■ Exercise aim: Beginning with the line that mentions "let mut key = [0u8; KEY_SIZE];", reproduce every line through the last line of the entries, exactly, and only those.

[[ Given entries, beginning ]]

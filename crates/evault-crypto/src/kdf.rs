//! Key derivation: PBKDF2-HMAC-SHA256 password → vault key

use pbkdf2::pbkdf2_hmac;
use secrecy::{ExposeSecret, SecretString};
use serde::{Deserialize, Serialize};
use sha2::Sha256;
use zeroize::Zeroize;

use crate::error::{VaultError, VaultResult};
use crate::{KEY_SIZE, SALT_SIZE};

/// Iteration counts selected by [`SecurityLevel`]. These are the only two
/// counts a record may carry.
pub const ITERATIONS_MEDIUM: u32 = 100_000;
pub const ITERATIONS_HIGH: u32 = 200_000;

/// KDF work factor chosen at vault creation and stored in the record.
#[derive(Debug, Clone, Copy, PartialEq, Eq, Serialize, Deserialize)]
#[serde(rename_all = "lowercase")]
pub enum SecurityLevel {
    Medium,
    High,
}

impl SecurityLevel {
    pub fn iterations(self) -> u32 {
        match self {
            SecurityLevel::Medium => ITERATIONS_MEDIUM,
            SecurityLevel::High => ITERATIONS_HIGH,
        }
    }
}

impl std::str::FromStr for SecurityLevel {
    type Err = VaultError;

    fn from_str(s: &str) -> Result<Self, Self::Err> {
        match s {
            "medium" => Ok(SecurityLevel::Medium),
            "high" => Ok(SecurityLevel::High),
            other => Err(VaultError::InvalidParameters(format!(
                "unknown security level {other:?} (expected \"medium\" or \"high\")"
            ))),
        }
    }
}

impl std::fmt::Display for SecurityLevel {
    fn fmt(&self, f: &mut std::fmt::Formatter<'_>) -> std::fmt::Result {
        match self {
            SecurityLevel::Medium => f.write_str("medium"),
            SecurityLevel::High => f.write_str("high"),
        }
    }
}

/// A 256-bit symmetric key derived from a password.
///
/// Zeroized on drop to prevent secrets lingering in memory.
#[derive(Clone)]
pub struct DerivedKey {
    bytes: [u8; KEY_SIZE],
}

impl DerivedKey {
    pub fn from_bytes(bytes: [u8; KEY_SIZE]) -> Self {
        Self { bytes }
    }

    pub fn as_bytes(&self) -> &[u8; KEY_SIZE] {
        &self.bytes
    }
}

impl Drop for DerivedKey {
    fn drop(&mut self) {
        self.bytes.zeroize();
    }
}

impl std::fmt::Debug for DerivedKey {
    fn fmt(&self, f: &mut std::fmt::Formatter<'_>) -> std::fmt::Result {
        f.debug_struct("DerivedKey")
            .field("bytes", &"[REDACTED]")
            .finish()
    }
}

/// Derive a 256-bit vault key from a password and salt.
///
/// Pure and deterministic: identical inputs always yield the identical key.
/// Whether the key is *correct* is only learned downstream, when AEAD
/// authentication and the address check pass or fail.
pub fn derive_key(
    password: &SecretString,
    salt: &[u8],
    iterations: u32,
) -> VaultResult<DerivedKey> {
    if salt.len() != SALT_SIZE {
        return Err(VaultError::InvalidParameters(format!(
            "salt must be {SALT_SIZE} bytes, got {}",
            salt.len()
        )));
    }
    if iterations != ITERATIONS_MEDIUM && iterations != ITERATIONS_HIGH {
        return Err(VaultError::InvalidParameters(format!(
            "iteration count {iterations} is not one of {ITERATIONS_MEDIUM}, {ITERATIONS_HIGH}"
        )));
    }

    let mut key = [0u8; KEY_SIZE];
    pbkdf2_hmac::<Sha256>(
        password.expose_secret().as_bytes(),
        salt,
        iterations,
        &mut key,
    );

    Ok(DerivedKey::from_bytes(key))
}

[[ Given entries, end ]]

■ Task result:
    let mut key = [0u8; KEY_SIZE];
    pbkdf2_hmac::<Sha256>(
        password.expose_secret().as_bytes(),
        salt,
        iterations,
        &mut key,
    );

    Ok(DerivedKey::from_bytes(key))
}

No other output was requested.